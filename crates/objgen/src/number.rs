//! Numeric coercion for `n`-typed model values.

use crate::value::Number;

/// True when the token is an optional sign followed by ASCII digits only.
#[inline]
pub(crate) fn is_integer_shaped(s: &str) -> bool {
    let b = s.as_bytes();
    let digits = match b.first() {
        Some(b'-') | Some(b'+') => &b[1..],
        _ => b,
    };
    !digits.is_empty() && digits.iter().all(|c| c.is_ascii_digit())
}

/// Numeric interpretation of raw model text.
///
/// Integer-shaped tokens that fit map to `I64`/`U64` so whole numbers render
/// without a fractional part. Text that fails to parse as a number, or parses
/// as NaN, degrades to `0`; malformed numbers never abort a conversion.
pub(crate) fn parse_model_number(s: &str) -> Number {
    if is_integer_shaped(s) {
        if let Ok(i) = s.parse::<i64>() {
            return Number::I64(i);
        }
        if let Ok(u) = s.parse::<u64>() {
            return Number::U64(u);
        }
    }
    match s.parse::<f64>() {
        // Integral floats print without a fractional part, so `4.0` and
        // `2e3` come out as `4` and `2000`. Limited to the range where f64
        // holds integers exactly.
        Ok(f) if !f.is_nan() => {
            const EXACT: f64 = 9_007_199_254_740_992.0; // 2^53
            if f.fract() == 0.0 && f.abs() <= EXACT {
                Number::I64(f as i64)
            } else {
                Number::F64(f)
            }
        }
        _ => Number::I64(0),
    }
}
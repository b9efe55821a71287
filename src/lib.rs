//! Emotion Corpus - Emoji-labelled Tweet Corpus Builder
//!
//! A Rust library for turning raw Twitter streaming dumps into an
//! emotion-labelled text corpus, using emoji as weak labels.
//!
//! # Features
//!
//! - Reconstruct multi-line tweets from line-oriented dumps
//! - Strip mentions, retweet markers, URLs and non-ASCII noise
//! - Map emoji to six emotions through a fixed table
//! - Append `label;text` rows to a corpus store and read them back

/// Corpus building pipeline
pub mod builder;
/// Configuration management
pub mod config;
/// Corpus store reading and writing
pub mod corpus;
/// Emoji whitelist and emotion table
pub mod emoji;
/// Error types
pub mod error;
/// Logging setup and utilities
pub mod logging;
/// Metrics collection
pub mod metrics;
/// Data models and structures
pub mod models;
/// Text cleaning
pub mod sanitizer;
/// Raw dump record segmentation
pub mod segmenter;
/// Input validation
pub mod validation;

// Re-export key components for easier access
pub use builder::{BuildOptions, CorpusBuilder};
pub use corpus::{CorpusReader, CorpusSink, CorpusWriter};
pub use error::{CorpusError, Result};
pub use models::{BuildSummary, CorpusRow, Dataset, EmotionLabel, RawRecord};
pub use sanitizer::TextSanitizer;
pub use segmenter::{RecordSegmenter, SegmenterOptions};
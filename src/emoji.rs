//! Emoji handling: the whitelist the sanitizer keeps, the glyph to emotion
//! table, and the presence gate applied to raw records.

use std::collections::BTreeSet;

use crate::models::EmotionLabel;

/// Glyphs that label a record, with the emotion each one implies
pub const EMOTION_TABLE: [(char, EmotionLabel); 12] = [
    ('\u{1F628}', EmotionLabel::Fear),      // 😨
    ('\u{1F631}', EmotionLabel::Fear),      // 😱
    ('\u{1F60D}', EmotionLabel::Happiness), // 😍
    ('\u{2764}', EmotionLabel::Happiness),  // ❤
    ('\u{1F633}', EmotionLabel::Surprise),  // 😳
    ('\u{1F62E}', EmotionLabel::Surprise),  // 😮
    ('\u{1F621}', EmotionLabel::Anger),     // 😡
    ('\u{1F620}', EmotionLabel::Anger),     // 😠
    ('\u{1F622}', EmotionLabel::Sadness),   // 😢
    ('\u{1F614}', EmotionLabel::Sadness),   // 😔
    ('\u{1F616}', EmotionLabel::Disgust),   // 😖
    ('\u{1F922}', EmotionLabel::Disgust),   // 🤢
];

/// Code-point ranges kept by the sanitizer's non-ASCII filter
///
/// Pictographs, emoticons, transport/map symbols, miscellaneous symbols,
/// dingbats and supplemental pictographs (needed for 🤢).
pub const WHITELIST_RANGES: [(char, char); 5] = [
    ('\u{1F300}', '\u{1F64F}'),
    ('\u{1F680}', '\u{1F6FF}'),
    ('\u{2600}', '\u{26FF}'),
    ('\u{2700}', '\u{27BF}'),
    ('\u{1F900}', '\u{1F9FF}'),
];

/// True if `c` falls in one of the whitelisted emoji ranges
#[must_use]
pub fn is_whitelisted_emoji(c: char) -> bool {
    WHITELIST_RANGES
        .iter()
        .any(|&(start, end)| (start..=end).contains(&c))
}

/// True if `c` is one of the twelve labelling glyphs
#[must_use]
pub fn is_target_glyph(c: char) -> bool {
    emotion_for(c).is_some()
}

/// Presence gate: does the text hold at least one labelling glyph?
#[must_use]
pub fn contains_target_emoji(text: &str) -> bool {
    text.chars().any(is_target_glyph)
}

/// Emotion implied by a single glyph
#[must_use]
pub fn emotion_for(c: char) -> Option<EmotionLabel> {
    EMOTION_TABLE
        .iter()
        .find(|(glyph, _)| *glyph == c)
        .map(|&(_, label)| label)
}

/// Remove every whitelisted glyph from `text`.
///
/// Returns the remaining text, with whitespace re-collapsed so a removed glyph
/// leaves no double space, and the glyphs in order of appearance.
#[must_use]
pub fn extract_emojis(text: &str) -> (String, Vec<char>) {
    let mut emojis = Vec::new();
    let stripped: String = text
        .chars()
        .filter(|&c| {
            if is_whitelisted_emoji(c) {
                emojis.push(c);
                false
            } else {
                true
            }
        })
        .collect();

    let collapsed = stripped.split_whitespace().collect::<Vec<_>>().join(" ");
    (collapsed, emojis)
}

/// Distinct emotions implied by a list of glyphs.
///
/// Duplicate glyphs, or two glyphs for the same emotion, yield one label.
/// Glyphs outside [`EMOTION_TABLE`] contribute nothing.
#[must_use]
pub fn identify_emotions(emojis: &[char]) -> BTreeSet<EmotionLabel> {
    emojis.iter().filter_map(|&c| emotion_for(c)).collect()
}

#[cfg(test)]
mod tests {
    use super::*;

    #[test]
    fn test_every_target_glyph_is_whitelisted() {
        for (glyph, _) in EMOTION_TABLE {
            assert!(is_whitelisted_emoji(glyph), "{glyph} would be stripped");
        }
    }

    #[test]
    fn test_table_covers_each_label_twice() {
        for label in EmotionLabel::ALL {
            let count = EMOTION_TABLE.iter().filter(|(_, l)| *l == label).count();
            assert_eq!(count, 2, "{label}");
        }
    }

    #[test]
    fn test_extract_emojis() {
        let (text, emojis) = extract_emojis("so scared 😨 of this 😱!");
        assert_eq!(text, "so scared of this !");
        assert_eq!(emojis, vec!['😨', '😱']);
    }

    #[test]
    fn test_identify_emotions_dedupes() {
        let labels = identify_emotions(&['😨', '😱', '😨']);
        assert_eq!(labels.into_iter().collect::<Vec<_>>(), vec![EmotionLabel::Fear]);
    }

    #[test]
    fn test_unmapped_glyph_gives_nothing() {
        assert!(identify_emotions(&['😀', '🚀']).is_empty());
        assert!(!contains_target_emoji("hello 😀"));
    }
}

☆ ☆ ☆ ☆

◆ TASK ITEM ◆
Return each line from the entries above that includes "labels".

◆ EXERCISE RESPONSE ◆
//! emotion-labelled text corpus, using emoji as weak labels.
        let labels = identify_emotions(&['😨', '😱', '😨']);
        assert_eq!(labels.into_iter().collect::<Vec<_>>(), vec![EmotionLabel::Fear]);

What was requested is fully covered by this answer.